In 1998, Eskom, the publicly owned South African electric utility, announced it was launching a programme to develop the Pebble Bed Modular Reactor (PBMR). In February 2009, PBMR (Pty), the company set up to develop and supply the reactors effectively abandoned the design in favour of a PBMR design primarily for non-power applications. The question the South African public must ask now is whether this was a very risky gamble with public money that should have been abandoned years ago, or whether it was a visionary attempt to develop a technology that could play an important role in world electricity supplies and which might yet pay off. The research summarised on pages 16-20 about the first PBR in Jülich, Germany, suggests that the technological problems the PBMR has run into should have been foreseen no later than 2002. About 80% of the South African public money spent on this technology was incurred after this date.

The PBMR was presented as an ‘unpolished gem’, abandoned in the wake of the Chernobyl disaster, but which Eskom could develop into a world-beating product. In 1998, Eskom forecast that a demonstration plant would be built and at least 10 commercial orders per year would be placed worldwide from 2004 onwards. Ten years later, the programme was 20 years late, the estimated cost of the demonstration plant was more than 10 times over budget, and there were no customers.

But it had been clear since 2002 that the project was going badly wrong. The only firm customer for the PBMR had withdrawn, international partners were reluctant to invest, costs were escalating and lead-times slipping. The helium-driven gas turbine was problematic and the overall design was proving difficult to finalise. Since 2002, PBMR (Pty) has claimed that it was within six months of submitting a complete design for assessment by the South African regulator, the National Nuclear Regulator (NNR). This step was never achieved.

PBMR’s February announcement contained little detail on why the decision had been taken, and Eskom and the government remain silent. However, the reasons appear likely to be a mixture of commercial and technical issues.

The commercial issues – was the design economical and would anyone buy it – are relatively accessible to the layman and have been debated, but the technical issues raised by the Jülich report were a shock to anyone not deeply involved in the technology. The option to reduce helium gas temperatures from 950°C to about 800°C that use of the reactor for non-power applications allows, suggests this was a significant element in the decision to abandon the use of a gas turbine and focus on non-power applications. This raises the question of when those involved in the development of the PBMR became aware of this issue and whether decision-makers continued to allow funding for the project despite the existence of a problem that had the potential to derail the project.

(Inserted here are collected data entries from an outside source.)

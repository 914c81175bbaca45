// Library modules
pub mod api;
pub mod config;
pub mod middleware;
pub mod models;
pub mod programs;
pub mod proxy;
pub mod rate_limit;
pub mod routes;
pub mod simulator;
pub mod telemetry;
pub mod utils;

// Main application state and shared types
pub use models::*;
pub use routes::build_router;
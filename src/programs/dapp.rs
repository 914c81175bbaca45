// Demo counter program used to scaffold the client.

use borsh::{BorshDeserialize, BorshSerialize};
use solana_sdk::instruction::{AccountMeta, Instruction};
use solana_sdk::pubkey::Pubkey;
use solana_sdk::system_program;

use super::anchor::{self, account_discriminator, bare_instruction_data, instruction_data};
use super::Result;

pub const ID: Pubkey = solana_sdk::pubkey!("Count3AcZucFDPSFBAeHkQ6AvttieKUkyJ8HiQGhQwe");

pub const DAPP_ACCOUNT: &str = "Dapp";

#[derive(BorshSerialize, BorshDeserialize, Debug, Clone, Copy, PartialEq, Eq)]
pub struct DappAccount {
    pub count: u8,
}

impl DappAccount {
    pub fn decode(data: &[u8]) -> Result<Self> {
        anchor::decode_account(DAPP_ACCOUNT, data)
    }
}

// Bytes every Dapp account starts with; used as the memcmp filter
pub fn account_filter_bytes() -> [u8; 8] {
    account_discriminator(DAPP_ACCOUNT)
}

#[derive(Debug, Clone, Copy)]
pub struct DappProgram {
    pub program_id: Pubkey,
}

impl Default for DappProgram {
    fn default() -> Self {
        Self { program_id: ID }
    }
}

impl DappProgram {
    pub fn new(program_id: Pubkey) -> Self {
        Self { program_id }
    }

    // `dapp` is a fresh keypair address; it signs alongside the payer
    pub fn initialize(&self, payer: &Pubkey, dapp: &Pubkey) -> Instruction {
        Instruction::new_with_bytes(
            self.program_id,
            &bare_instruction_data("initialize"),
            vec![
                AccountMeta::new(*payer, true),
                AccountMeta::new(*dapp, true),
                AccountMeta::new_readonly(system_program::ID, false),
            ],
        )
    }

    pub fn increment(&self, dapp: &Pubkey) -> Instruction {
        self.update("increment", dapp)
    }

    pub fn decrement(&self, dapp: &Pubkey) -> Instruction {
        self.update("decrement", dapp)
    }

    pub fn set(&self, dapp: &Pubkey, value: u8) -> Result<Instruction> {
        Ok(Instruction::new_with_bytes(
            self.program_id,
            &instruction_data("set", &value)?,
            vec![AccountMeta::new(*dapp, false)],
        ))
    }

    // Closes the account and returns its lamports to the payer
    pub fn close(&self, payer: &Pubkey, dapp: &Pubkey) -> Instruction {
        Instruction::new_with_bytes(
            self.program_id,
            &bare_instruction_data("close"),
            vec![AccountMeta::new(*payer, true), AccountMeta::new(*dapp, false)],
        )
    }

    fn update(&self, name: &str, dapp: &Pubkey) -> Instruction {
        Instruction::new_with_bytes(
            self.program_id,
            &bare_instruction_data(name),
            vec![AccountMeta::new(*dapp, false)],
        )
    }
}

PBMR (Pty) has taken the German prototype plant, the AVR, as its reference plant and the AVR has been portrayed to the South African public as an unqualified success. A German nuclear scientist, Peter Pohl, told the South African TV programme Carte Blanche “what was achieved is unique, in temperature, in burn up, in reliability – it’s just fantastic.”

The AVR only operated for about four reactor years at gas temperatures of greater than 900°C. The official final report* on the AVR states: “At an average hot gas temperature of 950°C the highest fuel temperatures were around 1300°C. [T]hese values do not represent a serious load because of the full ceramic design of the fuel element.”

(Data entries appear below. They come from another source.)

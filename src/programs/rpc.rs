use std::time::Duration;

use borsh::BorshDeserialize;
use solana_client::nonblocking::rpc_client::RpcClient;
use solana_client::rpc_config::{RpcAccountInfoConfig, RpcProgramAccountsConfig};
use solana_client::rpc_filter::{Memcmp, RpcFilterType};
use solana_sdk::commitment_config::CommitmentConfig;
use solana_sdk::instruction::Instruction;
use solana_sdk::pubkey::Pubkey;
use solana_sdk::signature::{Keypair, Signature, Signer};
use solana_sdk::transaction::Transaction;
use tracing::{debug, info, warn};

use super::anchor::decode_account;
use super::dapp::{self, DappAccount, DappProgram};
use super::energy_token::{EnergyTokenProgram, TokenInfo};
use super::governance::{GovernanceProgram, PoAConfig, POA_CONFIG_ACCOUNT};
use super::oracle::{OracleConfig, OracleProgram};
use super::registry::{MeterAccount, Registry, RegistryProgram, UserAccount};
use super::trading::{Market, TradingProgram};
use super::{ProgramClientError, Result};
use crate::config::ProgramIds;

const DEFAULT_RPC_TIMEOUT: Duration = Duration::from_secs(30);

/// Async access to the deployed programs over JSON-RPC.
pub struct ProgramRpc {
    client: RpcClient,
    ids: ProgramIds,
}

impl ProgramRpc {
    pub fn new(rpc_url: impl Into<String>, ids: ProgramIds) -> Self {
        Self::with_timeout(rpc_url, ids, DEFAULT_RPC_TIMEOUT)
    }

    pub fn with_timeout(rpc_url: impl Into<String>, ids: ProgramIds, timeout: Duration) -> Self {
        let client = RpcClient::new_with_timeout_and_commitment(
            rpc_url.into(),
            timeout,
            CommitmentConfig::confirmed(),
        );
        Self { client, ids }
    }

    pub fn client(&self) -> &RpcClient {
        &self.client
    }

    pub fn program_ids(&self) -> &ProgramIds {
        &self.ids
    }

    pub fn dapp(&self) -> DappProgram {
        DappProgram::new(self.ids.dapp)
    }

    pub fn registry(&self) -> RegistryProgram {
        RegistryProgram::new(self.ids.registry)
    }

    pub fn energy_token(&self) -> EnergyTokenProgram {
        EnergyTokenProgram::new(self.ids.energy_token)
    }

    pub fn trading(&self) -> TradingProgram {
        TradingProgram::new(self.ids.trading)
    }

    pub fn oracle(&self) -> OracleProgram {
        OracleProgram::new(self.ids.oracle)
    }

    pub fn governance(&self) -> GovernanceProgram {
        GovernanceProgram::new(self.ids.governance)
    }

    /// Version string of the node behind the endpoint.
    pub async fn version(&self) -> Result<String> {
        let version = self.client.get_version().await?;
        Ok(version.solana_core)
    }

    /// Sign with the payer plus any extra signers, submit and wait for confirmation.
    pub async fn send(
        &self,
        payer: &Keypair,
        extra_signers: &[&Keypair],
        instructions: &[Instruction],
    ) -> Result<Signature> {
        if instructions.is_empty() {
            return Err(ProgramClientError::InvalidArgument("no instructions to send".to_string()));
        }

        let blockhash = self.client.get_latest_blockhash().await?;

        let mut signers: Vec<&Keypair> = vec![payer];
        signers.extend_from_slice(extra_signers);

        let transaction = Transaction::new_signed_with_payer(
            instructions,
            Some(&payer.pubkey()),
            &signers,
            blockhash,
        );

        let signature = self.client.send_and_confirm_transaction(&transaction).await?;
        info!("Transaction confirmed: {} ({} instructions)", signature, instructions.len());
        Ok(signature)
    }

    /// Fetch one account and decode it as the named Anchor account type.
    pub async fn fetch<T>(&self, account_name: &str, address: &Pubkey) -> Result<T>
    where
        T: BorshDeserialize,
    {
        let response = self
            .client
            .get_account_with_commitment(address, self.client.commitment())
            .await?;

        let account = response.value.ok_or(ProgramClientError::AccountNotFound(*address))?;
        debug!("Fetched {} {} ({} bytes)", account_name, address, account.data.len());

        decode_account(account_name, &account.data)
    }

    /// Every counter account owned by the dapp program.
    pub async fn dapp_accounts(&self) -> Result<Vec<(Pubkey, DappAccount)>> {
        let accounts = self
            .client
            .get_program_accounts_with_config(&self.ids.dapp, dapp_accounts_config())
            .await?;

        let mut decoded = Vec::with_capacity(accounts.len());
        for (address, account) in accounts {
            match DappAccount::decode(&account.data) {
                Ok(dapp) => decoded.push((address, dapp)),
                Err(e) => warn!("Skipping undecodable dapp account {}: {}", address, e),
            }
        }
        Ok(decoded)
    }

    pub async fn registry_state(&self) -> Result<Registry> {
        self.fetch("Registry", &self.registry().registry_address()).await
    }

    pub async fn user_account(&self, user_authority: &Pubkey) -> Result<UserAccount> {
        self.fetch("UserAccount", &self.registry().user_address(user_authority)).await
    }

    pub async fn meter_account(&self, meter_id: &str) -> Result<MeterAccount> {
        let address = self.registry().meter_address(meter_id)?;
        self.fetch("MeterAccount", &address).await
    }

    pub async fn token_info(&self) -> Result<TokenInfo> {
        self.fetch("TokenInfo", &self.energy_token().token_info_address()).await
    }

    pub async fn market(&self) -> Result<Market> {
        self.fetch("Market", &self.trading().market_address()).await
    }

    pub async fn oracle_config(&self) -> Result<OracleConfig> {
        self.fetch("OracleConfig", &self.oracle().oracle_config_address()).await
    }

    pub async fn poa_config(&self) -> Result<PoAConfig> {
        self.fetch(POA_CONFIG_ACCOUNT, &self.governance().poa_config_address()).await
    }
}

/// Program-accounts query that only matches `Dapp` accounts.
pub fn dapp_accounts_config() -> RpcProgramAccountsConfig {
    RpcProgramAccountsConfig {
        filters: Some(vec![RpcFilterType::Memcmp(Memcmp::new_base58_encoded(
            0,
            &dapp::account_filter_bytes(),
        ))]),
        account_config: RpcAccountInfoConfig {
            commitment: Some(CommitmentConfig::confirmed()),
            ..RpcAccountInfoConfig::default()
        },
        ..RpcProgramAccountsConfig::default()
    }
}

The new Jülich report presents a different picture: “the end of life contamination reached several percent of a single core inventory, which is some orders of magnitude more than precalculated and far more than in large LWRs. A major fraction of this contamination is bound on graphitic dust and thus partly mobile in depressurization accidents, which has to be considered in safety analyses of future reactors.”

The new report claims that the assumption in the final report on the AVR – that the high temperatures were the result of poor quality fuel – was not proven and that other factors, as yet unknown, were probably involved. According to PBMR (Pty), the maximum fuel operating temperature should not exceed 1130°C. If the large temperature variations observed in the AVR are a guide, this assumption is far too optimistic.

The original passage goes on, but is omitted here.